ABOUT CORESELVA
Opening the machine, one understandable layer at a time.
CoreSelva is an independent open-hardware and education initiative building RISC-V processor IP, SoC components, and serious engineering learning resources.
THE PEOPLE
CoreSelva is developed by Karan Arjun Selvan and Vishal Selvan to create open processor cores while documenting the knowledge required to understand them.
The project grew from a simple problem: advanced computing systems are often taught as disconnected subjects. C programming, embedded firmware, digital logic, processor architecture, FPGA implementation, and verification may appear in different courses, but real hardware requires them to work together.
Together, Karan and Vishal are building CoreSelva as one coherent path: develop the hardware openly, explain the reasoning clearly, and keep the result available for others to inspect and extend.
WHY IT EXISTS
The gap is not a lack of information. It is a lack of connection.
CoreSelva exists to connect theory, implementation, and proof.
Readable before clever
A design should expose its important decisions. Compact code is not useful education if the architecture disappears inside it.
Evidence before claims
Implemented, planned, and research work are labelled separately. Tests and measurements should define what a design can honestly claim.
Depth without gatekeeping
Teaching can begin gently without becoming shallow. The path should take a newcomer from first principles to professional reasoning.
WHAT WE DO
Build open technical foundations.
- Develop readable RV64 and RV32 RISC-V processor cores.

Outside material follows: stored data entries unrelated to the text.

//! precis-cli — terminal front end for the Precis summarization server
//!
//! Talks only to the server's HTTP API; the Gemini credential never leaves
//! the server.
//!
//! # Subcommands
//! - `summarize [TEXT] [--file PATH] [--json]` — summarize text (stdin if neither given)
//! - `history [-n <limit>] [--json]`           — list recently saved summaries
//! - `status`                                  — show server health

mod form;

use std::io::Read;
use std::path::PathBuf;
use std::time::Duration;

use clap::{Parser, Subcommand};
use serde::Deserialize;

use form::{FormState, SummarizeBackend};

const DEFAULT_SERVER: &str = "http://127.0.0.1:5000";
const DEFAULT_HISTORY_LIMIT: usize = 10;

/// Upstream calls are bounded at 30s server-side; leave headroom.
const SUMMARIZE_TIMEOUT: Duration = Duration::from_secs(60);

// ============================================================================
// CLI Definition
// ============================================================================

#[derive(Debug, Parser)]
#[command(name = "precis-cli", version, about = "Summarize text with a Precis server")]
struct Cli {
    /// Precis server URL (overrides PRECIS_SERVER_URL env var)
    #[arg(long, env = "PRECIS_SERVER_URL", default_value = DEFAULT_SERVER)]
    server: String,

    #[command(subcommand)]
    command: Commands,
}

#[derive(Debug, Subcommand)]
enum Commands {
    /// Summarize text given as an argument, a file, or stdin
    Summarize {
        /// Text to summarize
        text: Option<String>,

        /// Read the text from a file instead
        #[arg(short, long, conflicts_with = "text")]
        file: Option<PathBuf>,

        /// Print the raw JSON response body
        #[arg(long)]
        json: bool,
    },

    /// List recently saved summaries
    History {
        /// Maximum number of summaries to show
        #[arg(short = 'n', long, default_value_t = DEFAULT_HISTORY_LIMIT)]
        limit: usize,

        /// Print the raw JSON response body
        #[arg(long)]
        json: bool,
    },

    /// Show server status
    Status,
}

// ============================================================================
// API Response Types
// ============================================================================

#[derive(Debug, Deserialize)]
pub struct SummarizeResponse {
    pub summary: String,
}

/// Error body returned by the server on 4xx/5xx.
#[derive(Debug, Deserialize, Default)]
pub struct ErrorBody {
    pub error: Option<String>,
    pub details: Option<String>,
}

#[derive(Debug, Deserialize)]
pub struct HistoryEntry {
    pub id: String,
    pub input_text: String,
    pub summary_text: String,
    pub created_at: String,
}

#[derive(Debug, Deserialize)]
pub struct HistoryResponse {
    pub summaries: Vec<HistoryEntry>,
    pub count: usize,
}

/// Render a server error body as a single line for display.
pub fn error_message(status: u16, body: &str) -> String {
    let parsed: ErrorBody = serde_json::from_str(body).unwrap_or_default();
    match (parsed.error, parsed.details) {
        (Some(error), Some(details)) => format!("{}: {}", error, details),
        (Some(error), None) => error,
        _ => format!("server returned HTTP {}", status),
    }
}

/// One-line preview of `text`, capped at `max` characters.
pub fn preview(text: &str, max: usize) -> String {
    let line = text.lines().find(|l| !l.trim().is_empty()).unwrap_or("").trim();
    if line.chars().count() > max {
        let cut: String = line.chars().take(max).collect();
        format!("{}…", cut)
    } else {
        line.to_string()
    }
}

// ============================================================================
// HTTP Client Calls
// ============================================================================

struct HttpBackend {
    client: reqwest::blocking::Client,
    url: String,
    json_output: bool,
}

impl HttpBackend {
    fn new(server: &str, json_output: bool) -> anyhow::Result<Self> {
        let client = reqwest::blocking::Client::builder()
            .timeout(SUMMARIZE_TIMEOUT)
            .build()?;
        Ok(Self {
            client,
            url: format!("{}/api/summarize", server),
            json_output,
        })
    }
}

impl SummarizeBackend for HttpBackend {
    fn summarize(&self, text: &str) -> Result<String, String> {
        let resp = self
            .client
            .post(&self.url)
            .json(&serde_json::json!({ "text": text }))
            .send()
            .map_err(|e| format!("connection failed to {}: {}", self.url, e))?;

        let status = resp.status();
        let body = resp
            .text()
            .map_err(|e| format!("failed to read response: {}", e))?;

        if !status.is_success() {
            return Err(error_message(status.as_u16(), &body));
        }

        if self.json_output {
            return Ok(body);
        }

        serde_json::from_str::<SummarizeResponse>(&body)
            .map(|r| r.summary)
            .map_err(|e| format!("failed to parse summarize response: {}", e))
    }
}

fn read_input(text: Option<String>, file: Option<PathBuf>) -> anyhow::Result<String> {
    if let Some(text) = text {
        return Ok(text);
    }
    if let Some(path) = file {
        return Ok(std::fs::read_to_string(path)?);
    }
    let mut buf = String::new();
    std::io::stdin().read_to_string(&mut buf)?;
    Ok(buf)
}

fn do_summarize(
    server: &str,
    text: Option<String>,
    file: Option<PathBuf>,
    json_output: bool,
) -> anyhow::Result<()> {
    let backend = HttpBackend::new(server, json_output)?;
    let mut form = FormState::new(read_input(text, file)?);

    if !json_output {
        eprintln!("Summarizing…");
    }
    form.submit(&backend);

    if form.has_error() {
        eprintln!("precis-cli: {}", form.error_message);
        std::process::exit(1);
    }

    println!("{}", form.summary_text);
    Ok(())
}

fn do_history(server: &str, limit: usize, json_output: bool) -> anyhow::Result<()> {
    let client = reqwest::blocking::Client::builder()
        .timeout(Duration::from_secs(10))
        .build()?;

    let url = format!("{}/api/summaries", server);
    let resp = match client.get(&url).query(&[("limit", limit)]).send() {
        Ok(r) => r,
        Err(e) => {
            eprintln!("precis-cli: connection failed to {}: {}", url, e);
            std::process::exit(1);
        }
    };

    let status = resp.status();
    let body = resp.text()?;
    if !status.is_success() {
        eprintln!("precis-cli: {}", error_message(status.as_u16(), &body));
        std::process::exit(1);
    }

    if json_output {
        println!("{}", body);
        return Ok(());
    }

    let history: HistoryResponse = serde_json::from_str(&body)?;
    if history.count == 0 {
        eprintln!("No saved summaries (is the server's database connected?)");
        return Ok(());
    }
    for entry in &history.summaries {
        println!("{} {}", entry.created_at, entry.id);
        println!("  Input:   {}", preview(&entry.input_text, 72));
        println!("  Summary: {}\n", preview(&entry.summary_text, 72));
    }

    Ok(())
}

/// Show the server status by calling GET /health.
fn do_status(server: &str) -> anyhow::Result<()> {
    let client = reqwest::blocking::Client::builder()
        .timeout(Duration::from_secs(10))
        .build()?;

    let url = format!("{}/health", server);
    let resp = client.get(&url).send();

    match resp {
        Ok(r) if r.status().is_success() => {
            let body: serde_json::Value = r.json().unwrap_or_default();
            println!("Precis server: {}", body["status"].as_str().unwrap_or("unknown"));
            println!("Version:       {}", body["version"].as_str().unwrap_or("?"));
            println!("Database:      {}", body["database"].as_str().unwrap_or("?"));
            println!("Gemini API:    {}", body["gemini_api"].as_str().unwrap_or("?"));
        }
        Ok(r) => {
            eprintln!("precis-cli: server unhealthy (HTTP {})", r.status());
            std::process::exit(1);
        }
        Err(e) => {
            eprintln!("precis-cli: cannot reach {} — {}", url, e);
            std::process::exit(1);
        }
    }

    Ok(())
}

// ============================================================================
// Main
// ============================================================================

fn main() {
    let cli = Cli::parse();
    let server = cli.server.trim_end_matches('/').to_string();

    let result = match cli.command {
        Commands::Summarize { text, file, json } => do_summarize(&server, text, file, json),
        Commands::History { limit, json } => do_history(&server, limit, json),
        Commands::Status => do_status(&server),
    };

    if let Err(e) = result {
        eprintln!("precis-cli: {}", e);
        std::process::exit(1);
    }
}

// ============================================================================
// Tests
// ============================================================================
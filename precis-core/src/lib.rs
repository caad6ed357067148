pub mod config;
pub mod db;
pub mod error;
pub mod gemini;
pub mod models;
pub mod prompt;
pub mod store;

pub use config::PrecisConfig;
pub use error::PrecisError;
pub use gemini::{GeminiClient, GenerateContentResponse, GenerationError, TextGenerator};
pub use models::{NewSummary, SummaryRecord};
pub use prompt::PromptTemplate;
pub use store::{PersistenceError, PgSummaryStore, SaveOutcome, SummaryStore};
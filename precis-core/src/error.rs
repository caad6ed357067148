use thiserror::Error;

#[derive(Error, Debug)]
pub enum PrecisError {
    #[error("Database error: {0}")]
    Database(#[from] sqlx::Error),

    #[error("Migration error: {0}")]
    Migration(#[from] sqlx::migrate::MigrateError),
}
use config::builder::DefaultState;
use config::{Config, ConfigBuilder, ConfigError, Environment, File};
use serde::Deserialize;

use crate::prompt::DEFAULT_TEMPLATE;

#[derive(Debug, Deserialize, Clone, Default)]
pub struct PrecisConfig {
    #[serde(default)]
    pub server: ServerConfig,
    #[serde(default)]
    pub gemini: GeminiConfig,
    #[serde(default)]
    pub database: DatabaseConfig,
    #[serde(default)]
    pub prompt: PromptConfig,
}

#[derive(Debug, Deserialize, Clone)]
#[serde(default)]
pub struct ServerConfig {
    pub host: String,
    pub port: u16,
    pub log_level: String,
}

impl Default for ServerConfig {
    fn default() -> Self {
        Self {
            host: "0.0.0.0".to_string(),
            port: 5000,
            log_level: "info".to_string(),
        }
    }
}

#[derive(Debug, Deserialize, Clone)]
#[serde(default)]
pub struct GeminiConfig {
    /// Absent until a deployment provides one; requests fail with a
    /// configuration error rather than the process refusing to start.
    pub api_key: Option<String>,
    pub base_url: String,
    pub model: String,
    pub timeout_seconds: u64,
}

impl Default for GeminiConfig {
    fn default() -> Self {
        Self {
            api_key: None,
            base_url: "https://generativelanguage.googleapis.com/v1beta".to_string(),
            model: "gemini-1.5-flash".to_string(),
            timeout_seconds: 30,
        }
    }
}

#[derive(Debug, Deserialize, Clone)]
#[serde(default)]
pub struct DatabaseConfig {
    pub url: Option<String>,
    pub max_connections: u32,
    pub connect_timeout_seconds: u64,
}

impl Default for DatabaseConfig {
    fn default() -> Self {
        Self {
            url: None,
            max_connections: 5,
            connect_timeout_seconds: 5,
        }
    }
}

#[derive(Debug, Deserialize, Clone)]
#[serde(default)]
pub struct PromptConfig {
    pub template: String,
}

impl Default for PromptConfig {
    fn default() -> Self {
        Self {
            template: DEFAULT_TEMPLATE.to_string(),
        }
    }
}

impl PrecisConfig {
    /// Load configuration from (in increasing priority) built-in defaults,
    /// an optional TOML file, `PRECIS_<SECTION>__<KEY>` variables, and the
    /// conventional `GEMINI_API_KEY`, `GEMINI_API_URL`, `DATABASE_URL` and
    /// `PORT` variables.
    pub fn load(path: &str) -> Result<Self, ConfigError> {
        let builder = Config::builder().add_source(File::with_name(path).required(false));
        Self::layered(builder, EnvOverrides::from_env())?
            .build()?
            .try_deserialize()
    }

    fn layered(
        builder: ConfigBuilder<DefaultState>,
        overrides: EnvOverrides,
    ) -> Result<ConfigBuilder<DefaultState>, ConfigError> {
        builder
            .add_source(
                Environment::with_prefix("PRECIS")
                    .prefix_separator("_")
                    .separator("__")
                    .try_parsing(true),
            )
            .set_override_option("gemini.api_key", overrides.gemini_api_key)?
            .set_override_option("gemini.base_url", overrides.gemini_api_url)?
            .set_override_option("database.url", overrides.database_url)?
            .set_override_option("server.port", overrides.port)
    }

    /// The Gemini credential, treating an empty string as unset.
    pub fn api_key(&self) -> Option<&str> {
        self.gemini.api_key.as_deref().filter(|k| !k.trim().is_empty())
    }
}

/// The conventional deployment variables that sit above every other layer.
/// Empty values count as unset.
#[derive(Debug, Default)]
struct EnvOverrides {
    gemini_api_key: Option<String>,
    gemini_api_url: Option<String>,
    database_url: Option<String>,
    port: Option<String>,
}

impl EnvOverrides {
    fn from_env() -> Self {
        Self::from_lookup(|name| std::env::var(name).ok())
    }

    fn from_lookup(lookup: impl Fn(&str) -> Option<String>) -> Self {
        let var = |name: &str| lookup(name).filter(|v| !v.trim().is_empty());
        Self {
            gemini_api_key: var("GEMINI_API_KEY"),
            gemini_api_url: var("GEMINI_API_URL"),
            database_url: var("DATABASE_URL"),
            port: var("PORT"),
        }
    }
}
//! Precis HTTP API
//!
//! Each endpoint has a thin axum handler that delegates to a pure inner
//! function returning `(StatusCode, serde_json::Value)`, so the inner
//! functions can be tested without axum dispatch.
//!
//! Endpoints:
//! - GET  /                — browser form
//! - POST /api/summarize   — summarize `{ text }`
//! - GET  /api/summaries   — recently persisted summaries
//! - GET  /health          — persistence and credential status
//! - GET  /test            — liveness probe

use std::sync::Arc;

use anyhow::Result;
use axum::extract::rejection::{JsonRejection, QueryRejection};
use axum::extract::{DefaultBodyLimit, Query, State};
use axum::http::StatusCode;
use axum::response::IntoResponse;
use axum::routing::{get, post};
use axum::{Json, Router};
use precis_core::config::ServerConfig;
use serde::Deserialize;
use tokio::net::TcpListener;
use tokio::sync::broadcast;
use tower_http::cors::CorsLayer;

use crate::service::{SummarizationService, SummarizeError};
use crate::ui;

pub const DEFAULT_HISTORY_LIMIT: i64 = 20;
pub const MAX_HISTORY_LIMIT: i64 = 100;

/// Largest request body accepted by `POST /api/summarize`.
pub const MAX_BODY_BYTES: usize = 2 * 1024 * 1024;

/// Shared state for all HTTP handlers
#[derive(Clone)]
pub struct HttpState {
    pub service: SummarizationService,
}

/// Build the Axum router with all endpoints
pub fn build_router(state: Arc<HttpState>) -> Router {
    Router::new()
        .route("/", get(ui::index_handler))
        .route("/api/summarize", post(summarize_handler))
        .route("/api/summaries", get(history_handler))
        .route("/health", get(health_handler))
        .route("/test", get(test_handler))
        .layer(DefaultBodyLimit::max(MAX_BODY_BYTES))
        .layer(CorsLayer::permissive())
        .with_state(state)
}

/// Start the HTTP server on the configured address.
/// Gracefully shuts down when the broadcast shutdown signal fires.
pub async fn start_http_server(
    service: SummarizationService,
    config: &ServerConfig,
    mut shutdown: broadcast::Receiver<()>,
) -> Result<()> {
    let addr = format!("{}:{}", config.host, config.port);
    let state = Arc::new(HttpState { service });

    let app = build_router(state);
    let listener = TcpListener::bind(&addr).await?;
    tracing::info!("Server is running on http://{}", addr);
    tracing::info!("Health check available at: http://{}/health", addr);

    axum::serve(listener, app)
        .with_graceful_shutdown(async move {
            let _ = shutdown.recv().await;
            tracing::info!("HTTP server shutting down...");
        })
        .await?;

    Ok(())
}

// ============================================================================
// Request DTOs
// ============================================================================

#[derive(Debug, Deserialize, Default)]
pub struct SummarizeRequest {
    pub text: Option<String>,
}

#[derive(Debug, Deserialize, Default)]
pub struct HistoryQuery {
    pub limit: Option<i64>,
}

// ============================================================================
// Inner (directly testable) functions
// ============================================================================

/// Translate a service error into its HTTP status and JSON body.
pub fn error_to_http(error: &SummarizeError) -> (StatusCode, serde_json::Value) {
    match error {
        SummarizeError::Validation => (
            StatusCode::BAD_REQUEST,
            serde_json::json!({ "error": error.to_string() }),
        ),
        SummarizeError::Configuration => (
            StatusCode::INTERNAL_SERVER_ERROR,
            serde_json::json!({ "error": error.to_string() }),
        ),
        SummarizeError::Upstream { details } => (
            StatusCode::INTERNAL_SERVER_ERROR,
            serde_json::json!({
                "error": error.to_string(),
                "details": details,
            }),
        ),
    }
}

pub async fn summarize_inner(
    service: &SummarizationService,
    req: SummarizeRequest,
) -> (StatusCode, serde_json::Value) {
    match service.summarize(req.text.as_deref()).await {
        Ok(summary) => (StatusCode::OK, serde_json::json!({ "summary": summary })),
        Err(e) => error_to_http(&e),
    }
}

pub fn health_inner(service: &SummarizationService) -> (StatusCode, serde_json::Value) {
    let database = if service.persistence_available() {
        "Connected"
    } else {
        "Disconnected"
    };
    let gemini_api = if service.credential_configured() {
        "Configured"
    } else {
        "Not configured"
    };

    (
        StatusCode::OK,
        serde_json::json!({
            "status": "OK",
            "database": database,
            "gemini_api": gemini_api,
            "version": env!("CARGO_PKG_VERSION"),
        }),
    )
}

pub fn too_large_inner() -> (StatusCode, serde_json::Value) {
    (
        StatusCode::PAYLOAD_TOO_LARGE,
        serde_json::json!({ "error": "Text is too large" }),
    )
}

pub fn test_inner() -> serde_json::Value {
    serde_json::json!({ "message": "Server is working!" })
}

pub async fn history_inner(
    service: &SummarizationService,
    query: HistoryQuery,
) -> (StatusCode, serde_json::Value) {
    let limit = query
        .limit
        .unwrap_or(DEFAULT_HISTORY_LIMIT)
        .clamp(1, MAX_HISTORY_LIMIT);

    match service.recent(limit).await {
        Ok(records) => (
            StatusCode::OK,
            serde_json::json!({
                "count": records.len(),
                "summaries": records,
            }),
        ),
        Err(e) => {
            tracing::error!(error = %e, "Failed to list summaries");
            (
                StatusCode::INTERNAL_SERVER_ERROR,
                serde_json::json!({ "error": e.to_string() }),
            )
        }
    }
}

// ============================================================================
// Axum handler wrappers (thin — delegate to inner functions)
// ============================================================================

/// A body over `MAX_BODY_BYTES` gets 413. Any other body that is missing or
/// not valid JSON is treated like a request without `text`.
pub async fn summarize_handler(
    State(state): State<Arc<HttpState>>,
    payload: Result<Json<SummarizeRequest>, JsonRejection>,
) -> impl IntoResponse {
    tracing::info!("Received summarize request");
    let req = match payload {
        Ok(Json(req)) => req,
        Err(rejection) if rejection.status() == StatusCode::PAYLOAD_TOO_LARGE => {
            tracing::warn!(limit = MAX_BODY_BYTES, "Summarize body over size limit");
            let (status, body) = too_large_inner();
            return (status, Json(body));
        }
        Err(rejection) => {
            tracing::debug!(reason = %rejection.body_text(), "Unreadable summarize body");
            SummarizeRequest::default()
        }
    };
    let (status, body) = summarize_inner(&state.service, req).await;
    (status, Json(body))
}

/// An unparseable query string falls back to the default limit.
pub async fn history_handler(
    State(state): State<Arc<HttpState>>,
    query: Result<Query<HistoryQuery>, QueryRejection>,
) -> impl IntoResponse {
    let query = match query {
        Ok(Query(query)) => query,
        Err(rejection) => {
            tracing::debug!(reason = %rejection.body_text(), "Unreadable history query");
            HistoryQuery::default()
        }
    };
    let (status, body) = history_inner(&state.service, query).await;
    (status, Json(body))
}

pub async fn health_handler(State(state): State<Arc<HttpState>>) -> impl IntoResponse {
    let (status, body) = health_inner(&state.service);
    (status, Json(body))
}

pub async fn test_handler() -> impl IntoResponse {
    (StatusCode::OK, Json(test_inner()))
}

- Create reusable peripherals for complete educational SoCs.
- Publish architecture goals, maturity, limitations, and source.
- Teach embedded C, hardware, RISC-V, FPGA design, and verification as connected skills.
THE GOAL
A complete open learning platform for computer systems.
The long-term goal is a family of understandable processor cores and SoC IP supported by curriculum, simulation, verification, FPGA examples, and practical documentation—from a beginner’s first C program to operating-system-capable RISC-V hardware.